Most of the time, if I’m talking about ‘nature’ it’s because it’s quicker than listing off all the things I mean. Land, sea, sky, geography and geology, plant, animal, fish, insect, bird, invertebrate, micro-organisms, bacteria, atoms. I also mean weather and climate, the cycle of the seasons, tides, the moon and stars, the cycles of living and dying, the process of eating. I mean bears shitting in the woods. And that’s a lot to drop in to every blog where the idea of nature seems relevant.
We are mammals. We are part of nature, and I think it’s our insistence that we are somehow separate from nature that causes most of the trouble. My impression is that for most of human history, human culture has simply been a way of managing our relationships with each other and with everything around us. Culture does not need to be at odds with nature. However, we’re on a trajectory to seek ever more control over the natural world, and to escape from its realities. Somewhere we crossed a line. We stopped doing a version of the things creatures do to make life more bearable (making shelters, using tools, singing etc) and started a process that makes this world ever less habitable for us.
So when it comes to issues of what humans do, rather than calling it ‘unnatural’ – which risks perpetuating the problem, I think we need to rebrand it as ‘bloody stupid’. We have natural impulses towards ease and convenience (like every other mammal out there given half a chance). When we knowingly take the ease and convenience to such extremes that it makes us physically and mentally ill and threatens the existence of life on the planet, that’s not unnatural, that’s stupid. It’s stupid because we’re choosing it, either by ignoring what’s happening, imagining we can get away with it, or being too caught up in the idea that this is what people do, to do differently.
We’ve told ourselves huge, complex stories about how being human means being above, and separate from nature. We’ve told ourselves that the rules of living and dying do not apply to us. We’ve told ourselves that we can have infinite growth with finite resources, and that we can burn everything, poison the water, chop down the trees, count the profits and expect life to carry on serving us.
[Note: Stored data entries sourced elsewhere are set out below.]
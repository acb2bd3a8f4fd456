//! Shared state handed to every control route

use std::sync::Arc;

use librarian_worker::{Daemon, PeriodicScheduler};

use crate::middleware::AuthPolicy;
use crate::services::{MemoryWatchlist, MetricsService, WatchlistStore};

/// Services behind the control server, cheap to clone
#[derive(Clone)]
pub struct AppState {
    /// Job engine
    pub daemon: Daemon,
    /// Periodic scheduler, for template reloads
    pub scheduler: Arc<PeriodicScheduler>,
    /// Store behind the watchlist routes
    pub watchlist: Arc<dyn WatchlistStore>,
    /// Process resource sampler
    pub metrics: Arc<MetricsService>,
    /// Token policy for protected routes
    pub auth: AuthPolicy,
}

impl AppState {
    /// State with an in-memory watchlist
    pub fn new(daemon: Daemon, scheduler: Arc<PeriodicScheduler>, auth: AuthPolicy) -> Self {
        Self {
            daemon,
            scheduler,
            watchlist: Arc::new(MemoryWatchlist::new()),
            metrics: Arc::new(MetricsService::new()),
            auth,
        }
    }

    pub fn with_watchlist(mut self, watchlist: Arc<dyn WatchlistStore>) -> Self {
        self.watchlist = watchlist;
        self
    }
}
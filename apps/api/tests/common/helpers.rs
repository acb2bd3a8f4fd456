//! Request helpers for driving the router with `tower::ServiceExt::oneshot`

use axum::{
    body::Body,
    http::{header, Method, Request, StatusCode},
    Router,
};
use serde_json::Value;
use tower::ServiceExt;

/// Build a request with an optional JSON body
pub fn request(method: Method, uri: &str, body: Option<Value>) -> Request<Body> {
    let builder = Request::builder().method(method).uri(uri);
    match body {
        Some(json) => builder
            .header(header::CONTENT_TYPE, "application/json")
            .body(Body::from(json.to_string()))
            .unwrap(),
        None => builder.body(Body::empty()).unwrap(),
    }
}

/// Attach a bearer token to a request
pub fn bearer(mut request: Request<Body>, token: &str) -> Request<Body> {
    request.headers_mut().insert(
        header::AUTHORIZATION,
        format!("Bearer {}", token).parse().unwrap(),
    );
    request
}

/// Send one request and return the status and parsed body
///
/// Plain-text bodies come back as a JSON string.
pub async fn send(app: &Router, request: Request<Body>) -> (StatusCode, Value) {
    let response = app.clone().oneshot(request).await.unwrap();
    let status = response.status();
    let bytes = axum::body::to_bytes(response.into_body(), usize::MAX)
        .await
        .unwrap();
    let body = serde_json::from_slice(&bytes)
        .unwrap_or_else(|_| Value::String(String::from_utf8_lossy(&bytes).into_owned()));
    (status, body)
}

pub async fn get(app: &Router, uri: &str) -> (StatusCode, Value) {
    send(app, request(Method::GET, uri, None)).await
}

pub async fn post(app: &Router, uri: &str, body: Value) -> (StatusCode, Value) {
    send(app, request(Method::POST, uri, Some(body))).await
}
Mostly what nature does when things get out of balance, is rebalance. Get too many of something, and the things that predate it will have a few really good years, and either the old balance returns or a new sort of balance is found. Life goes on. Not all species go on, but life endures. We are not separate from this, but the checks and balances to us will come from us. If we insist on poisoning ourselves, we will be poisoned. The more we try and fool ourselves into thinking we are not part of nature, the bigger the backlash is likely to be.